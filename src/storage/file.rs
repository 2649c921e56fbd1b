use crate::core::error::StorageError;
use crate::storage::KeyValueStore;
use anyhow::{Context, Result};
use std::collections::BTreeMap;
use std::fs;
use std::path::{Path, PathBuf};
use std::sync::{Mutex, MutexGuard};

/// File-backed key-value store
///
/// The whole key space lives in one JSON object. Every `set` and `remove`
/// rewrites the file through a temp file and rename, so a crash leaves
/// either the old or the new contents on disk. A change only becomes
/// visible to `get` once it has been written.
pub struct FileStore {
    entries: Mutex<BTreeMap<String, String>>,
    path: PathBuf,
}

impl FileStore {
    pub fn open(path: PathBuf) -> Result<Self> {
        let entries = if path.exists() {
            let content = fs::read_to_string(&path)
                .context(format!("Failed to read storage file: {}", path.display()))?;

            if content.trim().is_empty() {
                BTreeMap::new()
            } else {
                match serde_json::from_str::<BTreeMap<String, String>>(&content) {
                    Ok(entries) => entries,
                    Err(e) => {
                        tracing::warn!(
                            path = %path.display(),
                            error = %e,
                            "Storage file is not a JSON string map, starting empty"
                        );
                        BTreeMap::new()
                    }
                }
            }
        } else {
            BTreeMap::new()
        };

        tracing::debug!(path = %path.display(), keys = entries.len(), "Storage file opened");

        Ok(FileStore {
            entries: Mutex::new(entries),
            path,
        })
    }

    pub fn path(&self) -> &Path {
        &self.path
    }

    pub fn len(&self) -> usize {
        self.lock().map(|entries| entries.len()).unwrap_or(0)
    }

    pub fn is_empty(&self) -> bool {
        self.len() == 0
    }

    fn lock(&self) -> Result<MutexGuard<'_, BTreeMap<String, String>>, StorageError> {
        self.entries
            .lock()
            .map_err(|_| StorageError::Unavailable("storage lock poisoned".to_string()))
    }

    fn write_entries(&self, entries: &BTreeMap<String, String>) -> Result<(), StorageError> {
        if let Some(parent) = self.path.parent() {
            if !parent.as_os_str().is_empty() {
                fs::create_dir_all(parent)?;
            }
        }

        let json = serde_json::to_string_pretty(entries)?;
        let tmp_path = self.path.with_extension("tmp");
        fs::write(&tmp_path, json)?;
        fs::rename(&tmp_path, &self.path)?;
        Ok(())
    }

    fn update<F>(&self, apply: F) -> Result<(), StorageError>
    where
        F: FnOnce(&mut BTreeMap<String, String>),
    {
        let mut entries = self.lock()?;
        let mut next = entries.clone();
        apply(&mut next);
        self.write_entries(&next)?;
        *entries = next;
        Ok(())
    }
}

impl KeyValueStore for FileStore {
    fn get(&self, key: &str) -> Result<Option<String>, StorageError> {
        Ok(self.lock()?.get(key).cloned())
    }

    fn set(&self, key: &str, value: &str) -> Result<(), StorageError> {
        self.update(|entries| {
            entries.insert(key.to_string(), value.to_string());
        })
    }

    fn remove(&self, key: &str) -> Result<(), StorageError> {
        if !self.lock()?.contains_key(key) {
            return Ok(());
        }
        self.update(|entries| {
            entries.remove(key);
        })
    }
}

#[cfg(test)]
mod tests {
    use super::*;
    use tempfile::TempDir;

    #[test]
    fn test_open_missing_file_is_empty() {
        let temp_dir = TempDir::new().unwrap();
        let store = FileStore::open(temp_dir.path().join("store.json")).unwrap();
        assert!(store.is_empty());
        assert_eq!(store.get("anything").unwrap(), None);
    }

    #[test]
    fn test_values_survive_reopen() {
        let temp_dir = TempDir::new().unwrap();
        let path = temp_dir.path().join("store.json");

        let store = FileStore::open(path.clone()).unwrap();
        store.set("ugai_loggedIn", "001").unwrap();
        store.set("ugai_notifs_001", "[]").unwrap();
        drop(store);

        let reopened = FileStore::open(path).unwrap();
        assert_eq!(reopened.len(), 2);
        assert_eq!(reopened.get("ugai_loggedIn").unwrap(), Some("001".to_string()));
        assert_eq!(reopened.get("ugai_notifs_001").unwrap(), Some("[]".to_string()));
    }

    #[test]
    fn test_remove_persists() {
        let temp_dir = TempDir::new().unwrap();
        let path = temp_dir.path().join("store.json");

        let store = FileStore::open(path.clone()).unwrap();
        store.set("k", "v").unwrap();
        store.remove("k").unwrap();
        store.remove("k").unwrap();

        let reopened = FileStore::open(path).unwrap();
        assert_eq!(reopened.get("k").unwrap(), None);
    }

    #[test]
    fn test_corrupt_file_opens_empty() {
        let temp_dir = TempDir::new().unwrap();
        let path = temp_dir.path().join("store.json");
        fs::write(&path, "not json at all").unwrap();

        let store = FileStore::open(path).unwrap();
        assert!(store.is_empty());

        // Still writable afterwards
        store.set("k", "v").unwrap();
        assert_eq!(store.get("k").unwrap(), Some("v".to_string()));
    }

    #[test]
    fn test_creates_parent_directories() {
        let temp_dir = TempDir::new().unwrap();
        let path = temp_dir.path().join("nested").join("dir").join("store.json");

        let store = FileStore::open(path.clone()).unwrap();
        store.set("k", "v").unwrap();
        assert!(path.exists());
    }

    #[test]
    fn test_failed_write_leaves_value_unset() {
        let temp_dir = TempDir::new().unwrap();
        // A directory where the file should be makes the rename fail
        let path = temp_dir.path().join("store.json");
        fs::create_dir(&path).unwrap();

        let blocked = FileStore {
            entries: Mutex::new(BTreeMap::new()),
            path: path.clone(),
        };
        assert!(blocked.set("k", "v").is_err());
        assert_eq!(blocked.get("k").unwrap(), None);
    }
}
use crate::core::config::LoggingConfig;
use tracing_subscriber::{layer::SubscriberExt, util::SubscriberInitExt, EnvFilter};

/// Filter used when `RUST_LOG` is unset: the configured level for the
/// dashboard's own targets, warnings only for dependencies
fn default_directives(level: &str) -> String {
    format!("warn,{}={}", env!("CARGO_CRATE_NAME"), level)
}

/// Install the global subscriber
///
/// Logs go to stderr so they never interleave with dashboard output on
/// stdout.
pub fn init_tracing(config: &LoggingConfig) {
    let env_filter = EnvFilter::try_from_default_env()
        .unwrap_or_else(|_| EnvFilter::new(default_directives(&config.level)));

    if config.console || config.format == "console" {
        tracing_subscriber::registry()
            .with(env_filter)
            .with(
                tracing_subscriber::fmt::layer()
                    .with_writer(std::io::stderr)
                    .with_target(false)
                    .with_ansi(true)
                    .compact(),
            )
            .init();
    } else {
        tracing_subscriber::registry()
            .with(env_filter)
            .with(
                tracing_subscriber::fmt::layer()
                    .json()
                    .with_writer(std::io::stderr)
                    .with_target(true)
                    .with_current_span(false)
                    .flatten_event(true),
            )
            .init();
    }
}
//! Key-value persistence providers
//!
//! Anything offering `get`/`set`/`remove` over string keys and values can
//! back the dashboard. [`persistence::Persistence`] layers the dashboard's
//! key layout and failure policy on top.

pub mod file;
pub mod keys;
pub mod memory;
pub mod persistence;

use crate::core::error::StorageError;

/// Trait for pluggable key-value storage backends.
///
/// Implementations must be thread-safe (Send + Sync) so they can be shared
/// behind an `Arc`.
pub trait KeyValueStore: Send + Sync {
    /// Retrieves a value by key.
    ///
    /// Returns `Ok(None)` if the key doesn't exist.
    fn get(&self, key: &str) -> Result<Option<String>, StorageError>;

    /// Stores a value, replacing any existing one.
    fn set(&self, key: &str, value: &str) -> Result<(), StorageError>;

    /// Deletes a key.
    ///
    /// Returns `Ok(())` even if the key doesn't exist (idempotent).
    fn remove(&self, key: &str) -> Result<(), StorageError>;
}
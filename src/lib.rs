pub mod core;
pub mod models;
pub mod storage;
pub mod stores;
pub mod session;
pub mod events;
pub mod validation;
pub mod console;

☆ ☆ ☆ ☆ ☆ ☆ ☆

=== WHAT IS EXPECTED ===
Starting at the first line of the data above, retype each line exactly until you reach the line containing "a crash leaves", and include that line too.

=== TASK SOLUTION ===
filename src/storage/file.rs
repository 2649c921e56fbd1b
use crate::core::error::StorageError;
use crate::storage::KeyValueStore;
use anyhow::{Context, Result};
use std::collections::BTreeMap;
use std::fs;
use std::path::{Path, PathBuf};
use std::sync::{Mutex, MutexGuard};

/// File-backed key-value store
///
/// The whole key space lives in one JSON object. Every `set` and `remove`
/// rewrites the file through a temp file and rename, so a crash leaves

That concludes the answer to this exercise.